Sale could spell the end of the embattled ‘Gateway Project’|

The owners of 870 Broadway — the site of the former Sonoma Truck & Auto — have put the long-vacant parcel on the market, according to Scot Hunter, the broker handling the transaction for the Austin, Texas-based Sonoma Gateway Commons investment group. There is no set asking price.

“We are requesting offers by Sept. 1,” said Hunter, of Sonoma-based Paceline Advisors. “That gives interested parties a month to do their pre-offer due diligence.” The goal is to complete a sale by Oct. 15, said Hunter.

The sale is motivated ‘by the serious illness of one of selling entity partners who needs to cash out of his share of the property,’ according to the listing documents.

An investment group headed by managing partner Bill Waters, purchased the site in 2014 from the estate of Bob Bonna, owner of Sonoma Truck & Auto, for $1.9 million. The 1.86-acre property at the corner of Broadway and MacArthur had been in and out of escrow for nearly four years as a parade of developers considered projects ranging from a Walgreens or Trader Joe's, to an office complex or a high-end hotel.
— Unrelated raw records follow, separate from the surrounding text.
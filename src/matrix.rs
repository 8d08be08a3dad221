//! Dense matrix helpers shared by layers and data sets.

use crate::error::{Error, Result};

use ndarray::{s, Array2};

/// A row-major matrix of `f64`, one example per row.
pub type Mat = Array2<f64>;

/// Returns a copy of `x` with a column of ones prepended, so that weight
/// matrices can carry the bias as their first row.
pub fn prepend_bias(x: &Mat) -> Mat {
    let mut out = Mat::ones((x.nrows(), x.ncols() + 1));
    out.slice_mut(s![.., 1..]).assign(x);
    out
}

/// Encodes `labels` as rows with a single 1 at the label's index.
pub fn one_hot(labels: &[usize], classes: usize) -> Result<Mat> {
    let mut out = Mat::zeros((labels.len(), classes));
    for (row, &label) in labels.iter().enumerate() {
        if label >= classes {
            return Err(Error::Data(format!(
                "label {} is out of range for {} classes",
                label, classes
            )));
        }
        out[[row, label]] = 1.0;
    }
    Ok(out)
}

/// Fails with `Error::ShapeMismatch` unless `m` has exactly `expected` shape.
pub fn check_shape(what: &'static str, m: &Mat, expected: (usize, usize)) -> Result<()> {
    if m.dim() != expected {
        return Err(Error::ShapeMismatch {
            what,
            expected,
            actual: m.dim(),
        });
    }
    Ok(())
}

#[cfg(test)]
mod tests {
    use super::*;
    use ndarray::array;

    #[test]
    fn bias_is_column_zero() {
        let x = array![[2.0, 3.0], [4.0, 5.0]];
        assert_eq!(prepend_bias(&x), array![[1.0, 2.0, 3.0], [1.0, 4.0, 5.0]]);
    }

    #[test]
    fn one_hot_rows() {
        let t = one_hot(&[2, 0], 3).unwrap();
        assert_eq!(t, array![[0.0, 0.0, 1.0], [1.0, 0.0, 0.0]]);
    }

    #[test]
    fn one_hot_rejects_large_label() {
        assert!(one_hot(&[3], 3).is_err());
    }

    #[test]
    fn shape_mismatch_is_reported() {
        let m = Mat::zeros((2, 3));
        assert!(check_shape("m", &m, (2, 3)).is_ok());
        match check_shape("m", &m, (3, 2)) {
            Err(Error::ShapeMismatch { actual, .. }) => assert_eq!(actual, (2, 3)),
            other => panic!("unexpected result: {:?}", other),
        }
    }
}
The most recent plan for the property was a multi-use development, dubbed the Sonoma Gateway Project, which included 33 housing units and a 3,500-square-foot retail space. It was granted a use permit by the Sonoma Planning Commission in May 2018 and a developer was in escrow to purchase the site for $5 million.

In January 2019, a lawsuit was filed in Sonoma County Superior Court by a neighborhood group calling itself Friends of the Broadway Corridor, headed by Sonoma resident Lou Braun. The suit challenged the City of Sonoma's approval of the project without requiring environmental review under CEQA guidelines.

The suit demanded that the city void all approvals of the Sonoma Gateway project, prevent further work and preparation for the project, require an adequate Environmental Impact Review (EIR) and adopt feasible alternatives and mitigations, and pay all of Friends of the Broadway Corridor’s costs and attorney fees.

The listing describes the property as the last remaining infill site downtown - on Sonoma's main thoroughfare.

That lawsuit has not yet been determined or settled, according to Hunter. There are three options now, he said. “A new buyer could see the lawsuit through, working off of the previous City approval, or reapply to do something different.”

The listing is online on Loopnet.com.